Recovering Riak data if it can no longer load in memory
vikramlalit at gmail.com
Wed Jul 13 14:22:41 EDT 2016
Many thanks again, Matthew... this is very educative and helpful...! I'm
now giving a shot with higher performance nodes...
On Tue, Jul 12, 2016 at 4:18 PM, Matthew Von-Maszewski <matthewv at basho.com>
> You can further reduce memory used by leveldb with the following setting
> in riak.conf:
> leveldb.threads = 5
> The value "5" needs to be a prime number. The system defaults to 71.

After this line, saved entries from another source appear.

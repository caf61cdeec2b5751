use crate::command::{CommandFactory, CommandResult, ExitCode, Outcome};
use crate::config::ShellConfig;
use crate::env::Environment;
use crate::error::ShellError;
use crate::parser::{self, ParsedCommand};
use crate::redirect;
use log::debug;
use rustyline::DefaultEditor;
use rustyline::error::ReadlineError;
use std::io::{self, Write};

const PROMPT: &str = "$ ";

/// Factory allows creating instances of ExecutableCommand.
///
/// Only supports commands defined in this crate: builtins and ExternalCommand.
pub(crate) struct Factory<T> {
    _phantom: std::marker::PhantomData<T>,
}

impl<T> Default for Factory<T> {
    fn default() -> Self {
        Self {
            _phantom: std::marker::PhantomData,
        }
    }
}

/// An interactive shell that runs builtins and programs found on `PATH`.
///
/// The interpreter owns the session [`Environment`] and a list of
/// [`CommandFactory`] objects queried in order to create a command by name.
/// See [`Interpreter::with_environment`] for the factories included out of
/// the box.
///
/// Example
/// ```
/// use tinysh::{CommandResult, Interpreter, Outcome};
/// let mut sh = Interpreter::default();
/// let outcome = sh.run("echo", &["hello", "world"]).unwrap();
/// assert_eq!(outcome, Outcome::Continue(CommandResult::success("hello world")));
/// ```
pub struct Interpreter {
    env: Environment,
    commands: Vec<Box<dyn CommandFactory>>,
}

impl Interpreter {
    /// Create a new interpreter with a custom set of command factories.
    pub fn new(env: Environment, commands: Vec<Box<dyn CommandFactory>>) -> Self {
        Self { env, commands }
    }

    /// Create an interpreter with the default set of commands:
    /// - builtins: `exit`, `echo`, `type`, `pwd`, `cd`
    /// - external command launcher
    ///
    /// Builtins come first, so they shadow programs of the same name.
    pub fn with_environment(env: Environment) -> Self {
        use crate::builtin::*;
        use crate::external::ExternalCommand;
        Self::new(
            env,
            vec![
                Box::new(Factory::<Exit>::default()),
                Box::new(Factory::<Echo>::default()),
                Box::new(Factory::<Type>::default()),
                Box::new(Factory::<Pwd>::default()),
                Box::new(Factory::<Cd>::default()),
                Box::new(Factory::<ExternalCommand>::default()),
            ],
        )
    }

    pub fn env(&self) -> &Environment {
        &self.env
    }

    pub fn env_mut(&mut self) -> &mut Environment {
        &mut self.env
    }

    /// Run a single command invocation by name with arguments.
    pub fn run(&mut self, name: &str, args: &[&str]) -> anyhow::Result<Outcome> {
        let args = args.iter().map(|arg| arg.to_string()).collect();
        self.execute(&ParsedCommand::new(name, args))
    }

    /// Execute a parsed command, ignoring its redirections.
    ///
    /// A name no factory recognizes is not an error: it yields a result with
    /// `<name>: command not found` on stderr and exit code 1.
    pub fn execute(&mut self, cmd: &ParsedCommand) -> anyhow::Result<Outcome> {
        for factory in &self.commands {
            if let Some(command) = factory.try_create(&mut self.env, &cmd.name, &cmd.args)? {
                return command.execute(&mut self.env);
            }
        }
        debug!("no command matched {:?}", cmd.name);
        Ok(Outcome::Continue(CommandResult::error(format!(
            "{}: command not found",
            cmd.name
        ))))
    }

    /// Evaluate one input line, sending unredirected output to `out` and `err`.
    ///
    /// Redirection targets resolve against the directory the line started
    /// in, so `cd dir > file` leaves `file` behind in the old directory.
    pub fn eval_with_output(
        &mut self,
        line: &str,
        out: &mut dyn Write,
        err: &mut dyn Write,
    ) -> anyhow::Result<Outcome> {
        let cmd = match parser::tokenize(line) {
            Ok(Some(cmd)) => cmd,
            Ok(None) => return Ok(Outcome::Continue(CommandResult::empty())),
            Err(parse_error) => {
                debug!("rejected {:?}: {}", line, parse_error);
                return Err(ShellError::from(parse_error).into());
            }
        };

        let start_dir = self.env.current_dir().to_path_buf();
        let result = match self.execute(&cmd)? {
            Outcome::Continue(result) => result,
            terminate @ Outcome::Terminate(_) => return Ok(terminate),
        };

        redirect::route(
            &result,
            cmd.stdout_target.as_deref(),
            cmd.stderr_target.as_deref(),
            &start_dir,
            out,
            err,
        )?;
        Ok(Outcome::Continue(result))
    }

    /// Evaluate one input line against the process stdout and stderr.
    pub fn eval(&mut self, line: &str) -> anyhow::Result<Outcome> {
        self.eval_with_output(line, &mut io::stdout().lock(), &mut io::stderr().lock())
    }

    /// Read-Eval-Print Loop.
    ///
    /// Returns the code the shell should exit with: the operand of `exit`,
    /// or 0 at end of input. Errors of a single line are printed and the
    /// loop goes on.
    pub fn repl(&mut self) -> rustyline::Result<ExitCode> {
        let mut rl = DefaultEditor::new()?;

        loop {
            match rl.readline(PROMPT) {
                Ok(line) => {
                    if line.trim().is_empty() {
                        continue;
                    }
                    rl.add_history_entry(line.as_str())?;
                    match self.eval(&line) {
                        Ok(Outcome::Continue(_)) => {}
                        Ok(Outcome::Terminate(code)) => return Ok(code),
                        Err(err) => eprintln!("{:#}", err),
                    }
                }
                Err(ReadlineError::Interrupted) => continue,
                Err(ReadlineError::Eof) => return Ok(0),
                Err(err) => return Err(err),
            }
        }
    }
}

impl Default for Interpreter {
    /// Interpreter over a snapshot of the process environment, see
    /// [`Interpreter::with_environment`].
    fn default() -> Self {
        Self::with_environment(Environment::new(ShellConfig::default()))
    }
}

> Many Linux implementations will allocate 8Mbytes per thread for stack. So
> bunches of threads lead to bunches of memory reserved for stack. That is
> fine on servers with higher memory. But probably part of your problem on a
> small memory machine.
> The thread count is high to promote parallelism across vnodes on the same
> server, especially with "entropy = active". So again, this setting is
> sacrificing performance to save memory.

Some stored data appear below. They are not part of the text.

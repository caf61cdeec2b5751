//! A tiny interactive shell.
//!
//! Input lines are tokenized with POSIX-like quoting and escaping rules,
//! split into a command with optional `>`, `1>` and `2>` redirections, and
//! run either as one of the builtins (`exit`, `echo`, `type`, `pwd`, `cd`)
//! or as a program found on `PATH`. Lookups on `PATH` go through
//! [`PathResolver`], which keeps directory listings and resolved names in
//! bounded LRU caches.
//!
//! The main entry point is [`Interpreter`], which evaluates whole lines
//! ([`Interpreter::eval_with_output`]) or runs commands by name
//! ([`Interpreter::run`]) using a set of pluggable factories. The public
//! modules [`command`] and [`env`] expose traits and types for implementing
//! your own commands and for interacting with the session state.

pub mod builtin;
pub mod command;
pub mod config;
pub mod env;
pub mod error;
mod external;
mod interpreter;
pub mod lexer;
pub mod parser;
pub mod path;
pub mod redirect;

/// Just a convenient re-export of the interactive command runner.
///
/// See [`Interpreter`] for the high-level API and examples.
pub use interpreter::Interpreter;

pub use command::{CommandResult, ExitCode, Outcome};
pub use config::ShellConfig;
pub use env::Environment;
pub use error::{ParseError, ShellError};
pub use parser::{ParsedCommand, tokenize};
pub use path::PathResolver;
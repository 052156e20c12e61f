//! Common types and utilities shared by the GOES fetch tools.

pub mod bands;
pub mod bbox;
pub mod domains;
pub mod error;
pub mod product;
pub mod time;

pub use bands::BandTable;
pub use bbox::BoundingBox;
pub use domains::DomainTable;
pub use error::{GoesError, GoesResult};
pub use product::{BandSelection, ProductRequest, ProductStream, Satellite, Scene, Sector};
pub use time::{parse_cli_time, parse_scan_time, Era, PartitionKey, TimeWindow};
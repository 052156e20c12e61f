//! Error types for NetCDF reading and rewriting.

use goes_common::GoesError;
use grid_processor::GridProcessorError;
use thiserror::Error;

/// Result type for NetCDF parser operations.
pub type NetCdfResult<T> = Result<T, NetCdfError>;

/// Error types for NetCDF operations.
#[derive(Error, Debug)]
pub enum NetCdfError {
    /// File I/O error
    #[error("I/O error: {0}")]
    IoError(#[from] std::io::Error),

    /// Error reported by libnetcdf/HDF5
    #[error("NetCDF library error: {0}")]
    Library(#[from] netcdf::Error),

    /// Missing required variable or attribute
    #[error("Missing required data: {0}")]
    MissingData(String),

    /// Invalid data format
    #[error("Invalid data format: {0}")]
    InvalidFormat(String),

    /// Selection or mask does not fit the variable being rewritten
    #[error("Grid error: {0}")]
    Grid(#[from] GridProcessorError),
}

impl From<NetCdfError> for GoesError {
    fn from(err: NetCdfError) -> Self {
        match err {
            NetCdfError::IoError(e) => GoesError::Internal(e.to_string()),
            other => GoesError::NetCdf(other.to_string()),
        }
    }
}
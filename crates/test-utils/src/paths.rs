//! Scratch directories for tests that write files.

/// Creates a temporary directory that is removed when dropped.
pub fn temp_test_dir() -> tempfile::TempDir {
    tempfile::tempdir().expect("Failed to create temporary test directory")
}

/// Creates a temporary directory whose name starts with `prefix`.
pub fn temp_test_dir_with_prefix(prefix: &str) -> tempfile::TempDir {
    tempfile::Builder::new()
        .prefix(prefix)
        .tempdir()
        .expect("Failed to create temporary test directory")
}
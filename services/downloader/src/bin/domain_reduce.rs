//! Crop GOES fixed-grid files to a domain, in place.
//!
//! Usage:
//!   domain-reduce -d MW -f OR_ABI-L2-CMIPC-M6C13_G16_s20201441201169_e..._c....nc
//!   domain-reduce --dbox '-105 35 -82 49.5' -p ./satellite

use anyhow::Result;
use tracing::info;

use corrections::{reduce_domain, run_batch};
use downloader::cli::{exit_on_request_error, init_tracing, parse_or_exit, DomainReduceArgs};
use goes_common::DomainTable;
use netcdf_parser::silence_hdf5_errors;

fn main() -> Result<()> {
    dotenvy::dotenv().ok();

    let args: DomainReduceArgs = parse_or_exit();
    init_tracing(&args.logging)?;
    silence_hdf5_errors();

    let domains = exit_on_request_error(DomainTable::load(&args.config_dir))?;
    let bbox = exit_on_request_error(args.domain.require(&domains))?;
    let target = exit_on_request_error(args.target.target())?;
    let files = target.files()?;

    info!(files = files.len(), bbox = %bbox, "Reducing domain");
    let outcome = run_batch(&files, |path| reduce_domain(path, &bbox));
    info!(
        succeeded = outcome.succeeded,
        failed = outcome.failed.len(),
        "Domain reduction complete"
    );
    Ok(())
}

> P.S. You really want 8 CPU cores, 4 as a dirt minimum. And review this
> for more cpu performance info:
> On Jul 12, 2016, at 4:04 PM, Vikram Lalit <vikramlalit at gmail.com> wrote:
> Thanks much Matthew. Yes the server is low-memory given only development
> right now - I'm using an AWS micro instance, so 1 GB RAM and 1 vCPU.
> Thanks for the tip - let me try move the manifest file to a larger
> instance and see how that works. More than reducing the memory footprint in
> dev, my concern was more around reacting to a possible production scenario
> where the db stops responding due to memory overload. Understood now that
> moving to a larger instance should be possible. Thanks again.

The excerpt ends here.